摘要
不同个体对相同药物的应答不尽相同,相同药物也可能对不同个体产生不同的毒性,药物反应的个体差异与个体间药物代谢动力学的差异密切相关,而参与药物代谢过程的药物代谢酶是决定药物代谢动力学性质的关键因素。其中,细胞色素P4503A4(CYP3A4)是一类重要的药物代谢酶,约占肝脏及肠道中细胞色素P450酶(CytochromeP450, CYP)总含量的50%以上,其转录调控机制比较复杂,具有基因多态性和药物代谢催化活性多态性。个体间肝脏酶表达量约有40倍差异,在药物代谢能力方面也达到10倍左右差异。目前已公布的CYP3A4的等位基因突变,其分布频率较低,且存在种族差异。所以,基因多态性不能完全解释CYP3A4药物代谢的多态性,性别、外源药物、内源性物质、环境化学物质等都会引起CYP3A4药物代谢的差异。本文主要对CYP3A4的mRNA表达,蛋白质表达及代谢硝苯地平的酶活性在中国人群的分布情况进行研究,旨在探明CYP3A4药物代谢催化活性多态性受转录和翻译调控的程度及三个表型数据在人群的分布情况。
共收集了45例中国人肝组织样本,制备人肝微粒体,提取总RNA;实时定量PCR检测CYP3A4mRNA表达水平,蛋白质印迹法(Western blot)检测CYP3A4蛋白的表达水平,以硝苯地平为底物,用高效液相色谱法(HPLC)检测CYP3A4的酶活性;首先使用GraphPad Prism 5.0软件中的Shapiro-Wilk正态检验法检验这三个表型数据中国人群的分布情况是否符合正态分布,然后Spearman相关性检验分析这些表型之间的相关性,并使用Mann-Whitney检验法对样本供体的性别、年龄、病理状态对表型数据的影响进行分析。

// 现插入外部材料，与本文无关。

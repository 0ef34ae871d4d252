//! Submission handling
//!
//! One submission runs validate, classify, log and respond to completion.
//! Validation and classification failures abort before anything is written.
//! A failed log write is reported alongside the result instead of replacing
//! it.

use emolens_classifiers::Classifier;
use emolens_core::{EmotionCategory, EmotionScores, Error, Result, Timestamp};
use emolens_telemetry::{MetricsCollector, Store};
use serde::Serialize;
use std::sync::Arc;
use tracing::{debug, info, warn};

/// What the page shows for one classified text
#[derive(Debug, Clone, PartialEq, Serialize)]
pub struct PredictionResult {
    pub raw_text: String,
    pub label: EmotionCategory,
    pub glyph: String,
    /// Highest probability across categories
    pub confidence: f64,
    pub probabilities: EmotionScores,
    pub predicted_at: Timestamp,
}

/// Outcome of a successful classification
#[derive(Debug, Clone, Serialize)]
pub struct Submission {
    pub result: PredictionResult,
    /// Set when the prediction could not be logged
    pub storage_warning: Option<String>,
}

impl Submission {
    pub fn is_logged(&self) -> bool {
        self.storage_warning.is_none()
    }
}

pub struct RequestHandler {
    classifier: Arc<dyn Classifier>,
    store: Arc<dyn Store>,
    metrics: MetricsCollector,
    reject_blank_input: bool,
}

impl RequestHandler {
    pub fn new(
        classifier: Arc<dyn Classifier>,
        store: Arc<dyn Store>,
        metrics: MetricsCollector,
    ) -> Self {
        Self {
            classifier,
            store,
            metrics,
            reject_blank_input: true,
        }
    }

    /// Pass blank text through to the classifier instead of rejecting it
    pub fn with_reject_blank_input(mut self, reject: bool) -> Self {
        self.reject_blank_input = reject;
        self
    }

    pub fn store(&self) -> Arc<dyn Store> {
        self.store.clone()
    }

    pub fn metrics(&self) -> &MetricsCollector {
        &self.metrics
    }

    /// Classify `raw_text` and append exactly one prediction record for it
    pub async fn handle_submission(&self, raw_text: &str, now: Timestamp) -> Result<Submission> {
        self.metrics.record_submission();

        if self.reject_blank_input && raw_text.trim().is_empty() {
            self.metrics.record_validation_rejection();
            metrics::counter!("emolens_errors_total", "kind" => "validation").increment(1);
            return Err(Error::validation("text must not be empty"));
        }

        let classification = match self.classifier.classify(raw_text).await {
            Ok(c) => c,
            Err(e) => {
                warn!("Classification failed: {}", e);
                self.metrics.record_classification_failure();
                metrics::counter!("emolens_errors_total", "kind" => e.kind()).increment(1);
                return Err(match e {
                    Error::Classifier(_) => e,
                    other => Error::classifier(other.to_string()),
                });
            }
        };

        let label = classification.label;
        let confidence = classification.scores.confidence();

        self.metrics.record_prediction(classification.latency_us);
        metrics::counter!("emolens_predictions_total", "label" => label.as_str()).increment(1);
        metrics::histogram!("emolens_classification_latency_us")
            .record(classification.latency_us as f64);
        debug!(
            label = %label,
            confidence,
            latency_us = classification.latency_us,
            "Text classified"
        );

        let storage_warning = match self
            .record_prediction(raw_text.to_string(), label, confidence, now)
            .await
        {
            Ok(()) => None,
            Err(e) => {
                warn!("Prediction was classified but not logged: {}", e);
                self.metrics.record_storage_failure();
                metrics::counter!("emolens_errors_total", "kind" => "storage").increment(1);
                Some(format!("prediction was not saved: {e}"))
            }
        };

        info!(label = %label, confidence, logged = storage_warning.is_none(), "Submission handled");

        Ok(Submission {
            result: PredictionResult {
                raw_text: raw_text.to_string(),
                label,
                glyph: label.glyph().to_string(),
                confidence,
                probabilities: classification.scores,
                predicted_at: now,
            },
            storage_warning,
        })
    }

    /// Log one page render
    pub async fn record_visit(&self, page_name: &str, now: Timestamp) -> Result<()> {
        let store = self.store.clone();
        let page = page_name.to_string();
        let result = tokio::task::spawn_blocking(move || store.record_visit(&page, now))
            .await
            .map_err(|e| Error::internal(format!("visit logging task failed: {e}")))?;

        match &result {
            Ok(()) => {
                self.metrics.record_visit();
                metrics::counter!("emolens_page_visits_total", "page" => page_name.to_string())
                    .increment(1);
            }
            Err(_) => {
                self.metrics.record_storage_failure();
                metrics::counter!("emolens_errors_total", "kind" => "storage").increment(1);
            }
        }
        result
    }

    async fn record_prediction(
        &self,
        raw_text: String,
        label: EmotionCategory,
        confidence: f64,
        now: Timestamp,
    ) -> Result<()> {
        let store = self.store.clone();
        tokio::task::spawn_blocking(move || {
            store.record_prediction(&raw_text, label, confidence, now)
        })
        .await
        .map_err(|e| Error::storage(format!("logging task failed: {e}")))?
    }
}
//! Export of the raw logs for offline analysis

use crate::store::{PageVisit, PredictionRecord};
use emolens_core::{Error, Result};
use serde::{Deserialize, Serialize};
use std::io::Write;
use std::str::FromStr;

/// Export format options
#[derive(Debug, Clone, Copy, PartialEq, Eq, Default, Serialize, Deserialize)]
#[serde(rename_all = "lowercase")]
pub enum ExportFormat {
    /// One JSON object per line
    #[default]
    #[serde(rename = "jsonl")]
    JsonLines,
    /// Pretty-printed JSON array
    Json,
    /// Comma-separated values with a header row
    Csv,
}

impl FromStr for ExportFormat {
    type Err = Error;

    fn from_str(s: &str) -> Result<Self> {
        match s.trim().to_ascii_lowercase().as_str() {
            "jsonl" | "jsonlines" | "ndjson" => Ok(Self::JsonLines),
            "json" => Ok(Self::Json),
            "csv" => Ok(Self::Csv),
            other => Err(Error::config(format!("unknown export format '{other}'"))),
        }
    }
}

/// Write visits to `out`, returning how many were written
pub fn export_visits<W: Write>(
    visits: &[PageVisit],
    out: &mut W,
    format: ExportFormat,
) -> Result<usize> {
    match format {
        ExportFormat::JsonLines => write_json_lines(visits, out)?,
        ExportFormat::Json => write_json(visits, out)?,
        ExportFormat::Csv => {
            writeln!(out, "page_name,visited_at")?;
            for visit in visits {
                writeln!(
                    out,
                    "{},{}",
                    csv_field(&visit.page_name),
                    visit.visited_at.to_rfc3339()
                )?;
            }
        }
    }
    out.flush()?;
    Ok(visits.len())
}

/// Write predictions to `out`, returning how many were written
pub fn export_predictions<W: Write>(
    predictions: &[PredictionRecord],
    out: &mut W,
    format: ExportFormat,
) -> Result<usize> {
    match format {
        ExportFormat::JsonLines => write_json_lines(predictions, out)?,
        ExportFormat::Json => write_json(predictions, out)?,
        ExportFormat::Csv => {
            writeln!(out, "raw_text,predicted_label,confidence,predicted_at")?;
            for record in predictions {
                writeln!(
                    out,
                    "{},{},{},{}",
                    csv_field(&record.raw_text),
                    record.predicted_label,
                    record.confidence,
                    record.predicted_at.to_rfc3339()
                )?;
            }
        }
    }
    out.flush()?;
    Ok(predictions.len())
}

fn write_json_lines<T: Serialize, W: Write>(items: &[T], out: &mut W) -> Result<()> {
    for item in items {
        serde_json::to_writer(&mut *out, item)?;
        writeln!(out)?;
    }
    Ok(())
}

fn write_json<T: Serialize, W: Write>(items: &[T], out: &mut W) -> Result<()> {
    serde_json::to_writer_pretty(&mut *out, items)?;
    writeln!(out)?;
    Ok(())
}

/// Quote a field when it holds a separator, quote or line break
fn csv_field(value: &str) -> String {
    if value.contains([',', '"', '\n', '\r']) {
        format!("\"{}\"", value.replace('"', "\"\""))
    } else {
        value.to_string()
    }
}

#[cfg(test)]
mod tests {
    use super::*;
    use chrono::TimeZone;
    use emolens_core::{ist, EmotionCategory};

    fn prediction(text: &str) -> PredictionRecord {
        PredictionRecord {
            raw_text: text.to_string(),
            predicted_label: EmotionCategory::Sadness,
            confidence: 0.5,
            predicted_at: ist().with_ymd_and_hms(2024, 1, 2, 3, 4, 5).unwrap(),
        }
    }

    #[test]
    fn test_export_json_lines() {
        let mut buf = Vec::new();
        let count =
            export_predictions(&[prediction("a"), prediction("b")], &mut buf, ExportFormat::JsonLines)
                .unwrap();
        assert_eq!(count, 2);

        let text = String::from_utf8(buf).unwrap();
        let lines: Vec<&str> = text.lines().collect();
        assert_eq!(lines.len(), 2);

        let first: PredictionRecord = serde_json::from_str(lines[0]).unwrap();
        assert_eq!(first, prediction("a"));
    }

    #[test]
    fn test_export_json_array() {
        let visits = vec![PageVisit {
            page_name: "Home".to_string(),
            visited_at: ist().with_ymd_and_hms(2024, 1, 2, 3, 4, 5).unwrap(),
        }];
        let mut buf = Vec::new();
        export_visits(&visits, &mut buf, ExportFormat::Json).unwrap();

        let parsed: Vec<PageVisit> = serde_json::from_slice(&buf).unwrap();
        assert_eq!(parsed, visits);
    }

    #[test]
    fn test_export_csv_quotes_text() {
        let mut buf = Vec::new();
        export_predictions(
            &[prediction("well, \"fine\"\nthen")],
            &mut buf,
            ExportFormat::Csv,
        )
        .unwrap();

        let text = String::from_utf8(buf).unwrap();
        assert!(text.starts_with("raw_text,predicted_label,confidence,predicted_at\n"));
        assert!(text.contains("\"well, \"\"fine\"\"\nthen\",sadness,0.5,2024-01-02T03:04:05+05:30"));
    }

    #[test]
    fn test_format_parsing() {
        assert_eq!("CSV".parse::<ExportFormat>().unwrap(), ExportFormat::Csv);
        assert_eq!("jsonl".parse::<ExportFormat>().unwrap(), ExportFormat::JsonLines);
        assert!("xml".parse::<ExportFormat>().is_err());
    }
}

45例肝组织CYP3A4mRNA表达水平存在巨大的个体差异,最大值与最小值之比为420,且mRNA表达不服从正态分布(p<0.0001);CYP3A4蛋白表达水平差异达52倍,不符合正态分布(p<0.001);CYP3A4对硝苯地平的代谢活性的最大值(2843pmol/min/mg)是最小值(121.7pmol/min/mg)的23倍,整体数据符合正态分布(p为0.03)。相关性检验结果显示CYP3A4mRNA表达水平与蛋白质表达水平显著相关(相关系数rs为0.5802,p<0.0001),CYP3A4mRNA表达水平与氧化硝苯地平的生成速率也显著相关(rs=0.5157,p<0.001),CYP3A4蛋白质表达水平与氧化硝苯地平生成速率高度相关(rs=0.7650,p<0.0001)。由此说明CYP3A4酶活性的变化与其mRNA和蛋白表达水平相关,但与受转录调控的程度相比,转录后和蛋白翻译水平的调控起了更大作用。另外本文的研究结果显示男性和女性的氧化硝苯地平生成速率、CYP3A4mRNA和蛋白表达水平没有显著性差异,且供体的年龄与氧化硝苯地平的生成速率、CYP3A4mRNA和蛋白表达水平均没有相关性,供体的病理状态的表型数据间的比较也没有得出显著性的差异。

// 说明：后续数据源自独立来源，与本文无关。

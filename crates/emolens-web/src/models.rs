//! Request and response bodies for the HTTP API

use crate::charts::{ProbabilityRow, ShareRow};
use crate::handler::PredictionResult;
use emolens_core::EmotionCategory;
use emolens_telemetry::{CategoryCount, MetricsSnapshot, PageVisit, PredictionRecord};
use serde::{Deserialize, Serialize};

#[derive(Debug, Clone, Deserialize)]
pub struct PredictRequest {
    pub text: String,
}

#[derive(Debug, Clone, Serialize)]
pub struct PredictResponse {
    pub result: PredictionResult,
    pub probabilities_chart: Vec<ProbabilityRow>,
    pub storage_warning: Option<String>,
}

/// One selectable category and its glyph
#[derive(Debug, Clone, Serialize, Deserialize)]
pub struct EmotionInfo {
    pub name: EmotionCategory,
    pub glyph: String,
}

impl From<EmotionCategory> for EmotionInfo {
    fn from(category: EmotionCategory) -> Self {
        Self {
            name: category,
            glyph: category.glyph().to_string(),
        }
    }
}

/// The model behind the classifier, as reported by the health endpoint
#[derive(Debug, Clone, Serialize, Deserialize)]
pub struct ModelInfo {
    pub name: String,
    pub label_table: String,
}

/// Monitor view of the visit log
#[derive(Debug, Clone, Serialize)]
pub struct VisitsReport {
    pub counts: Vec<CategoryCount>,
    pub chart: Vec<ShareRow>,
    pub records: Vec<PageVisit>,
}

/// Monitor view of the prediction log
#[derive(Debug, Clone, Serialize)]
pub struct PredictionsReport {
    pub counts: Vec<CategoryCount>,
    pub chart: Vec<ShareRow>,
    pub records: Vec<PredictionRecord>,
}

#[derive(Debug, Clone, Serialize)]
pub struct StatsResponse {
    #[serde(flatten)]
    pub counters: MetricsSnapshot,
    pub avg_classification_latency_us: u64,
    pub success_rate: f64,
}

impl From<MetricsSnapshot> for StatsResponse {
    fn from(counters: MetricsSnapshot) -> Self {
        Self {
            avg_classification_latency_us: counters.avg_classification_latency_us(),
            success_rate: counters.success_rate(),
            counters,
        }
    }
}

#[derive(Debug, Clone, Serialize)]
pub struct HealthResponse {
    pub status: &'static str,
    pub model: ModelInfo,
}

总之,本研究发现中国人肝组织CYP3A4酶活性存在着明显的个体差异,这种差异与mRNA.蛋白表达水平相关。由于CYP3A4参与众多药物的代谢,因此本研究得到的信息对于未来进一步探究造成CYP3A4药物代谢差异的分子机制,指导经CYP3A4代谢的药物的个体化用药具有重要的意义。

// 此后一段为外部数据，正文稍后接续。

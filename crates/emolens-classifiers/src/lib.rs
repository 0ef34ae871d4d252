//! EmoLens Classifiers
//!
//! Turns a frozen, pre-trained text model into an emotion classifier.
//!
//! The pieces, leaves first:
//! - [`TextModel`]: the opaque model contract (`classes`, `predict`, `predict_proba`)
//! - [`LinearTextModel`]: bag-of-words / TF-IDF + logistic regression artifact, evaluated with Candle
//! - [`LexiconModel`]: keyword fallback used when no artifact is configured
//! - [`LabelTable`]: explicit, versioned mapping from model classes to emotion categories
//! - [`EmotionClassifier`]: the adapter implementing [`Classifier`]

pub mod classifier;
pub mod config;
pub mod emotion;
pub mod labels;
pub mod lexicon;
pub mod linear;
pub mod model;
pub mod vectorizer;

pub use classifier::{ClassificationMetadata, ClassificationResult, Classifier};
pub use config::{build_classifier, load_text_model, ModelSettings};
pub use emotion::EmotionClassifier;
pub use labels::LabelTable;
pub use lexicon::LexiconModel;
pub use linear::{DeviceType, LinearTextModel, ModelArtifact, MultiClass};
pub use model::{ModelClass, TextModel};
pub use vectorizer::{Norm, TextVectorizer, VectorizerSpec};

/// Prelude for convenient imports
pub mod prelude {
    pub use crate::classifier::{ClassificationResult, Classifier};
    pub use crate::emotion::EmotionClassifier;
    pub use crate::labels::LabelTable;
    pub use crate::model::{ModelClass, TextModel};
}
//! Emotion categories and per-category probability vectors

use crate::error::{Error, Result};
use serde::{Deserialize, Serialize};
use std::collections::BTreeMap;
use std::fmt;
use std::str::FromStr;

/// The closed set of emotions the classifier can output.
///
/// Declaration order is the canonical label order; [`EmotionCategory::index`]
/// is the position in that order.
#[derive(Debug, Clone, Copy, PartialEq, Eq, Hash, PartialOrd, Ord, Serialize, Deserialize)]
#[serde(rename_all = "lowercase")]
pub enum EmotionCategory {
    Anger,
    Disgust,
    Fear,
    Guilt,
    Joy,
    Love,
    Sadness,
    Shame,
    Surprise,
}

impl EmotionCategory {
    /// Number of categories
    pub const COUNT: usize = 9;

    /// All categories in canonical order
    pub const ALL: [EmotionCategory; Self::COUNT] = [
        Self::Anger,
        Self::Disgust,
        Self::Fear,
        Self::Guilt,
        Self::Joy,
        Self::Love,
        Self::Sadness,
        Self::Shame,
        Self::Surprise,
    ];

    /// Lowercase label as stored and displayed
    pub fn as_str(&self) -> &'static str {
        match self {
            Self::Anger => "anger",
            Self::Disgust => "disgust",
            Self::Fear => "fear",
            Self::Guilt => "guilt",
            Self::Joy => "joy",
            Self::Love => "love",
            Self::Sadness => "sadness",
            Self::Shame => "shame",
            Self::Surprise => "surprise",
        }
    }

    /// Display glyph shown next to the label
    pub fn glyph(&self) -> &'static str {
        match self {
            Self::Anger => "😠",
            Self::Disgust => "🤮",
            Self::Fear => "😨😱",
            Self::Guilt => "😔",
            Self::Joy => "😂",
            Self::Love => "❤️",
            Self::Sadness => "😔",
            Self::Shame => "😳",
            Self::Surprise => "😮",
        }
    }

    /// Position in canonical order
    pub fn index(self) -> usize {
        self as usize
    }

    /// Category at a canonical position
    pub fn from_index(index: usize) -> Option<Self> {
        Self::ALL.get(index).copied()
    }
}

impl fmt::Display for EmotionCategory {
    fn fmt(&self, f: &mut fmt::Formatter<'_>) -> fmt::Result {
        f.write_str(self.as_str())
    }
}

impl FromStr for EmotionCategory {
    type Err = Error;

    fn from_str(s: &str) -> Result<Self> {
        let needle = s.trim();
        Self::ALL
            .iter()
            .copied()
            .find(|c| c.as_str().eq_ignore_ascii_case(needle))
            .ok_or_else(|| Error::validation(format!("unknown emotion label '{s}'")))
    }
}

/// Probability for every emotion category.
///
/// Always holds exactly one value per category. Serializes as a
/// `{"anger": 0.1, ...}` object in canonical order.
#[derive(Debug, Clone, Copy, PartialEq, Serialize, Deserialize)]
#[serde(
    try_from = "BTreeMap<EmotionCategory, f64>",
    into = "BTreeMap<EmotionCategory, f64>"
)]
pub struct EmotionScores {
    values: [f64; EmotionCategory::COUNT],
}

impl EmotionScores {
    /// Build from values in canonical category order
    pub fn new(values: [f64; EmotionCategory::COUNT]) -> Self {
        Self { values }
    }

    /// Equal probability for every category
    pub fn uniform() -> Self {
        Self::new([1.0 / EmotionCategory::COUNT as f64; EmotionCategory::COUNT])
    }

    /// Build from (category, probability) pairs; every category must appear exactly once
    pub fn from_pairs(pairs: impl IntoIterator<Item = (EmotionCategory, f64)>) -> Result<Self> {
        let mut values = [0.0; EmotionCategory::COUNT];
        let mut seen = [false; EmotionCategory::COUNT];

        for (category, value) in pairs {
            let idx = category.index();
            if seen[idx] {
                return Err(Error::validation(format!(
                    "duplicate probability for '{category}'"
                )));
            }
            seen[idx] = true;
            values[idx] = value;
        }

        if let Some(missing) = seen.iter().position(|s| !s) {
            return Err(Error::validation(format!(
                "missing probability for '{}'",
                EmotionCategory::ALL[missing]
            )));
        }

        Ok(Self { values })
    }

    /// Probability of one category
    pub fn get(&self, category: EmotionCategory) -> f64 {
        self.values[category.index()]
    }

    /// (category, probability) in canonical order
    pub fn iter(&self) -> impl Iterator<Item = (EmotionCategory, f64)> + '_ {
        EmotionCategory::ALL
            .iter()
            .copied()
            .zip(self.values.iter().copied())
    }

    /// Category with the highest probability; ties go to the earliest category
    pub fn argmax(&self) -> EmotionCategory {
        let mut best = 0;
        for (idx, value) in self.values.iter().enumerate().skip(1) {
            if *value > self.values[best] {
                best = idx;
            }
        }
        EmotionCategory::ALL[best]
    }

    /// Maximum probability across categories
    pub fn confidence(&self) -> f64 {
        self.get(self.argmax())
    }

    /// Sum of all probabilities
    pub fn sum(&self) -> f64 {
        self.values.iter().sum()
    }

    /// True when every value is finite, within [0, 1], and the total is 1 within `tolerance`
    pub fn is_distribution(&self, tolerance: f64) -> bool {
        self.values
            .iter()
            .all(|v| v.is_finite() && (0.0..=1.0).contains(v))
            && (self.sum() - 1.0).abs() <= tolerance
    }
}

impl TryFrom<BTreeMap<EmotionCategory, f64>> for EmotionScores {
    type Error = Error;

    fn try_from(map: BTreeMap<EmotionCategory, f64>) -> Result<Self> {
        Self::from_pairs(map)
    }
}

impl From<EmotionScores> for BTreeMap<EmotionCategory, f64> {
    fn from(scores: EmotionScores) -> Self {
        scores.iter().collect()
    }
}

Individuals may have different responses and may show different toxic effects to the same drug, which is closely correlated with interindividual variability in drug metabolism. Drug metabolizing enzymes is the important factor in drug metabolism. CYP3A4, which accounts for half of the content in human liver and intestinal CYPs, is a kind of important drug metabolizing enzymes. The mechanism in gene expression regulation of CYP3A4 is complex. Gene polymorphism and phenotypic polymorphism are also found in CYP3A4. It has been repoted that there was 40 times variability in the empression of liver enzymes with different people, where 10 times variability in drug metabolism. The frequency of the mutant alleles that has been reported is low and the distribution of the mutant alletes among different ethnic is variability. The impact of a polymorphism depends not only upon the gene polymorphism but also on other factor, such as the gender, age, other drugs, endogenous substances and environment. In this report, we examined the population distribution of CYP3A4 mRNA, protein and enzyme activity in Chinese people and determined whether the variability in CYP3A4 metabolic function was exhibited at both transcription and translation levels.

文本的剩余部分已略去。